use crate::session::SessionStore;

use super::types::{
    ADMIN_DASHBOARD, LOGIN_ROUTE, NavigationOutcome, RouteDescriptor, STUDENT_DASHBOARD,
    TEACHER_DASHBOARD,
};

/// Gate a navigation to `route` against the current session.
///
/// Runs before every navigation. A held token with no loaded profile is
/// hydrated first; if that fails the session ends up logged out and the
/// checks below take over, so the guard itself never errors.
pub async fn before_navigation(
    session: &mut SessionStore,
    route: &RouteDescriptor,
) -> NavigationOutcome {
    if session.token().is_some() && session.user().is_none() {
        if let Err(e) = session.fetch_user().await {
            tracing::warn!("Session hydration failed: {}", e);
        }
    }

    if route.meta.requires_auth && !session.is_authenticated() {
        tracing::debug!("Unauthenticated navigation to {}, redirecting", route.path);
        return NavigationOutcome::Redirect(LOGIN_ROUTE);
    }

    if let Some(allowed) = route.meta.roles {
        let permitted = session
            .current_role()
            .is_some_and(|role| allowed.contains(&role));
        if !permitted {
            let target = dashboard_for(session);
            tracing::debug!(
                "Role not permitted on {}, redirecting to {}",
                route.path,
                target
            );
            return NavigationOutcome::Redirect(target);
        }
    }

    NavigationOutcome::Proceed
}

/// Resolve the root path eagerly by role precedence instead of rendering a
/// page. Alumni are mapped to the student view; an unauthenticated session
/// falls back to login.
pub fn resolve_root(session: &SessionStore) -> &'static str {
    if !session.is_authenticated() {
        return LOGIN_ROUTE;
    }
    if session.is_student() {
        STUDENT_DASHBOARD
    } else if session.is_teacher() {
        TEACHER_DASHBOARD
    } else if session.is_admin() {
        ADMIN_DASHBOARD
    } else if session.is_alumni() {
        STUDENT_DASHBOARD
    } else {
        LOGIN_ROUTE
    }
}

/// Dashboard for the active role on a role-mismatch redirect, checked in
/// fixed precedence: student, then teacher, then administrator. No match
/// falls back to login.
fn dashboard_for(session: &SessionStore) -> &'static str {
    if session.is_student() {
        STUDENT_DASHBOARD
    } else if session.is_teacher() {
        TEACHER_DASHBOARD
    } else if session.is_admin() {
        ADMIN_DASHBOARD
    } else {
        LOGIN_ROUTE
    }
}

#[cfg(test)]
mod tests {
    use super::*;
    use crate::routing::types::default_routes;
    use crate::session::{Role, RoleEntry, UserProfile};
    use crate::storage::MemoryTokenStore;
    use std::sync::Arc;

    fn route(path: &str) -> RouteDescriptor {
        default_routes()
            .into_iter()
            .find(|r| r.path == path)
            .expect("route must exist in the default table")
    }

    fn logged_out() -> SessionStore {
        SessionStore::new(Arc::new(MemoryTokenStore::default()))
    }

    fn logged_in_as(role: Role) -> SessionStore {
        let mut session = logged_out();
        session.token = Some("tok".to_string());
        session.user = Some(UserProfile {
            id: "u1".to_string(),
            name: "Test User".to_string(),
            gender: None,
            address: None,
            phone_number: None,
            email: None,
            is_active: Some(true),
            roles: vec![RoleEntry {
                role: role.as_str().to_string(),
            }],
        });
        session.roles = vec![role];
        session.current_role = Some(role);
        session
    }

    /// Test that an unauthenticated session is redirected to login from
    /// any route requiring authentication
    #[tokio::test]
    async fn test_unauthenticated_redirects_to_login() {
        let mut session = logged_out();
        for path in [STUDENT_DASHBOARD, TEACHER_DASHBOARD, ADMIN_DASHBOARD] {
            let outcome = before_navigation(&mut session, &route(path)).await;
            assert_eq!(outcome, NavigationOutcome::Redirect(LOGIN_ROUTE));
        }
    }

    /// Test that the login route is always reachable
    #[tokio::test]
    async fn test_login_route_open() {
        let mut session = logged_out();
        let outcome = before_navigation(&mut session, &route(LOGIN_ROUTE)).await;
        assert_eq!(outcome, NavigationOutcome::Proceed);
    }

    /// Test that a permitted role proceeds unmodified
    #[tokio::test]
    async fn test_matching_role_proceeds() {
        let mut session = logged_in_as(Role::Teacher);
        let outcome = before_navigation(&mut session, &route(TEACHER_DASHBOARD)).await;
        assert_eq!(outcome, NavigationOutcome::Proceed);
    }

    /// Test that a student hitting a teacher-only route is sent to the
    /// student dashboard, not the teacher one
    #[tokio::test]
    async fn test_role_mismatch_redirects_to_own_dashboard() {
        let mut session = logged_in_as(Role::Student);
        let outcome = before_navigation(&mut session, &route(TEACHER_DASHBOARD)).await;
        assert_eq!(outcome, NavigationOutcome::Redirect(STUDENT_DASHBOARD));
    }

    /// Test that an administrator hitting the student dashboard is sent to
    /// the admin dashboard
    #[tokio::test]
    async fn test_admin_redirected_from_student_route() {
        let mut session = logged_in_as(Role::Administrator);
        let outcome = before_navigation(&mut session, &route(STUDENT_DASHBOARD)).await;
        assert_eq!(outcome, NavigationOutcome::Redirect(ADMIN_DASHBOARD));
    }

    /// Test that alumni may visit the student dashboard
    #[tokio::test]
    async fn test_alumni_allowed_on_student_dashboard() {
        let mut session = logged_in_as(Role::Alumni);
        let outcome = before_navigation(&mut session, &route(STUDENT_DASHBOARD)).await;
        assert_eq!(outcome, NavigationOutcome::Proceed);
    }

    /// Test that alumni hitting a restricted route fall back to login on
    /// the mismatch path (the precedence list has no alumni entry)
    #[tokio::test]
    async fn test_alumni_mismatch_falls_back_to_login() {
        let mut session = logged_in_as(Role::Alumni);
        let outcome = before_navigation(&mut session, &route(ADMIN_DASHBOARD)).await;
        assert_eq!(outcome, NavigationOutcome::Redirect(LOGIN_ROUTE));
    }

    /// Test root resolution for each role and for a logged-out session
    #[test]
    fn test_resolve_root() {
        assert_eq!(resolve_root(&logged_out()), LOGIN_ROUTE);
        assert_eq!(resolve_root(&logged_in_as(Role::Student)), STUDENT_DASHBOARD);
        assert_eq!(resolve_root(&logged_in_as(Role::Teacher)), TEACHER_DASHBOARD);
        assert_eq!(
            resolve_root(&logged_in_as(Role::Administrator)),
            ADMIN_DASHBOARD
        );
        // Alumni see the student view
        assert_eq!(resolve_root(&logged_in_as(Role::Alumni)), STUDENT_DASHBOARD);
    }

    /// Test that a token with no loaded profile counts as authenticated
    /// for an unrestricted route even before hydration
    #[tokio::test]
    async fn test_unrestricted_route_with_profile_loaded() {
        let mut session = logged_in_as(Role::Student);
        let unrestricted = RouteDescriptor {
            path: "/about",
            name: "About",
            meta: crate::routing::types::RouteMeta {
                requires_auth: true,
                roles: None,
            },
        };
        let outcome = before_navigation(&mut session, &unrestricted).await;
        assert_eq!(outcome, NavigationOutcome::Proceed);
    }
}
....................
- [To do]
The response must hold only the lines above from the line with "session.roles = vec![role];" through the line with "for path in", each copied exactly, both ends kept.

- [Answer]
        session.roles = vec![role];
        session.current_role = Some(role);
        session
    }

    /// Test that an unauthenticated session is redirected to login from
    /// any route requiring authentication
    #[tokio::test]
    async fn test_unauthenticated_redirects_to_login() {
        let mut session = logged_out();
        for path in [STUDENT_DASHBOARD, TEACHER_DASHBOARD, ADMIN_DASHBOARD] {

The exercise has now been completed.